TASK BRIEF
For every line in the records below that holds "consumed", make a copy.

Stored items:

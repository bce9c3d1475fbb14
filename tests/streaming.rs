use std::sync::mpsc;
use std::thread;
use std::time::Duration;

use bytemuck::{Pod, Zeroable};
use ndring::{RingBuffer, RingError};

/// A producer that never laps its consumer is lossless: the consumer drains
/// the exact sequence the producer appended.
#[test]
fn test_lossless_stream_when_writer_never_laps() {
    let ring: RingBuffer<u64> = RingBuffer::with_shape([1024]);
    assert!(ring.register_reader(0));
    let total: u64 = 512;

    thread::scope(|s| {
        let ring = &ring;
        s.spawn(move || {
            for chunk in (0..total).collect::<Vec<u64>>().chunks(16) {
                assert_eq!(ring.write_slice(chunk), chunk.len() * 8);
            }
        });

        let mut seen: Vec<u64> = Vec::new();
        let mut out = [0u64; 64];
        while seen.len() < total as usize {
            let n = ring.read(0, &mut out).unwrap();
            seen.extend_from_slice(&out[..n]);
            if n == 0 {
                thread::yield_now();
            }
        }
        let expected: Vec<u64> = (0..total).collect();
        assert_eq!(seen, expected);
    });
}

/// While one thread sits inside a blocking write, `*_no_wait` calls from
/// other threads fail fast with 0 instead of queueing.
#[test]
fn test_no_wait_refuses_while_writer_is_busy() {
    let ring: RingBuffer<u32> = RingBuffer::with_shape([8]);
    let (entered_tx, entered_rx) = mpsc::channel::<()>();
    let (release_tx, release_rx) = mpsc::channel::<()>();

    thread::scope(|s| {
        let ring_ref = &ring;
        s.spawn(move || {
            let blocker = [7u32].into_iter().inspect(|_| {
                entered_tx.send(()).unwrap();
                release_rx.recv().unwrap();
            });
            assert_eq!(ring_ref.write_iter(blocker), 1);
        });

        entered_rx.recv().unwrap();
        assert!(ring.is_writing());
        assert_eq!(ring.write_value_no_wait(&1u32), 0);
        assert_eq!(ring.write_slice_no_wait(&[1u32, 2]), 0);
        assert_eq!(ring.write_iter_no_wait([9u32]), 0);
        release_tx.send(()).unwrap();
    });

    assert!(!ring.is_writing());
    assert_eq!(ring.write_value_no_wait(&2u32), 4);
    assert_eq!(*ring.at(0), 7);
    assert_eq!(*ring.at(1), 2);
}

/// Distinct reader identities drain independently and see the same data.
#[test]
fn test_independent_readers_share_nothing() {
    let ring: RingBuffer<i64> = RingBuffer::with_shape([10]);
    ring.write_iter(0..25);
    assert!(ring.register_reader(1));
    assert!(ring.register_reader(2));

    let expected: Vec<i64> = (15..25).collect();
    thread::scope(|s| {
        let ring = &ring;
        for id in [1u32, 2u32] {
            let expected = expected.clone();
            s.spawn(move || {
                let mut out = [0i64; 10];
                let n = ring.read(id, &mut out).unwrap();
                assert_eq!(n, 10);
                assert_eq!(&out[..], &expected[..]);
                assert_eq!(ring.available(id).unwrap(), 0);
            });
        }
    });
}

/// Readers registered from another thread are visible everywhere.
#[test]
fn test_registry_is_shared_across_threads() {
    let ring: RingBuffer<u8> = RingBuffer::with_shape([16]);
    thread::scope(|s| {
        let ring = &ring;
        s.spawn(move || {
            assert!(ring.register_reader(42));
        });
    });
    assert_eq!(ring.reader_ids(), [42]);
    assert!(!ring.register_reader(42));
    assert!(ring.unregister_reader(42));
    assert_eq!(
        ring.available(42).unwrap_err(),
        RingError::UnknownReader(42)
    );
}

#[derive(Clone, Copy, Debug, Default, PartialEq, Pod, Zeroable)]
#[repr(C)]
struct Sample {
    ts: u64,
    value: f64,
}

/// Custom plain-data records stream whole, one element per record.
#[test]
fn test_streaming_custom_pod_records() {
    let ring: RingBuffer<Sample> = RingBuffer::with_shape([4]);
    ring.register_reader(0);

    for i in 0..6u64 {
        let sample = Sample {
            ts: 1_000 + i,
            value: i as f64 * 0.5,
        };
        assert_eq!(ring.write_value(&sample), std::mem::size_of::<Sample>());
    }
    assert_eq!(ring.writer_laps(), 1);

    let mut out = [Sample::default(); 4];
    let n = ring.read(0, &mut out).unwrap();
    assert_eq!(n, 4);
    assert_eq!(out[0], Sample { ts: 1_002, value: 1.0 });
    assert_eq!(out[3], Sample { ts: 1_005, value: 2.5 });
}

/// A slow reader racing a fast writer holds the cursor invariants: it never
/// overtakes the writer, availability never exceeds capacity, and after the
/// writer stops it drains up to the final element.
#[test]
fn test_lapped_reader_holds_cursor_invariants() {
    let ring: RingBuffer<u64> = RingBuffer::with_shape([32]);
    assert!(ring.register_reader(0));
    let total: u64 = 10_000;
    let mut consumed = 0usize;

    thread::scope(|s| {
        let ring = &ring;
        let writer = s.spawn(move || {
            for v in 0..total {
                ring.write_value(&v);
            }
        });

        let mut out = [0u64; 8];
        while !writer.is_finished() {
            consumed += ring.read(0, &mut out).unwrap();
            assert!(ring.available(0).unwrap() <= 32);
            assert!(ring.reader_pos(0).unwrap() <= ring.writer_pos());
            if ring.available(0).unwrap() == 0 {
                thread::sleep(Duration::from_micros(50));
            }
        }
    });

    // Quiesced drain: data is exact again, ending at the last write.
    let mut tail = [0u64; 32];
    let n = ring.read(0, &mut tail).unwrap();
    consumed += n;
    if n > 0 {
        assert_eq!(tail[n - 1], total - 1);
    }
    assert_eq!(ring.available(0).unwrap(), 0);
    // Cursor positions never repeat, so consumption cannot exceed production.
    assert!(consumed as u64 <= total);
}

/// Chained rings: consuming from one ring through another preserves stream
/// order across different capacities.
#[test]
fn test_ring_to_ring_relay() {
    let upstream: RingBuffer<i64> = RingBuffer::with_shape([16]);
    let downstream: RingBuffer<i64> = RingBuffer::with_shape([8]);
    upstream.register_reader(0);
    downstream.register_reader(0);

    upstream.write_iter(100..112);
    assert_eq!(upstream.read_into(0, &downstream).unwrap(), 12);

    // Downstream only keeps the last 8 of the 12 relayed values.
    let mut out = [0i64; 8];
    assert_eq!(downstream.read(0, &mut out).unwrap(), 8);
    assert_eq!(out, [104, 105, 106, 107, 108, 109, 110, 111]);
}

ANSWER TO THIS PROBLEM
    let mut consumed = 0usize;
            consumed += ring.read(0, &mut out).unwrap();
    consumed += n;
    assert!(consumed as u64 <= total);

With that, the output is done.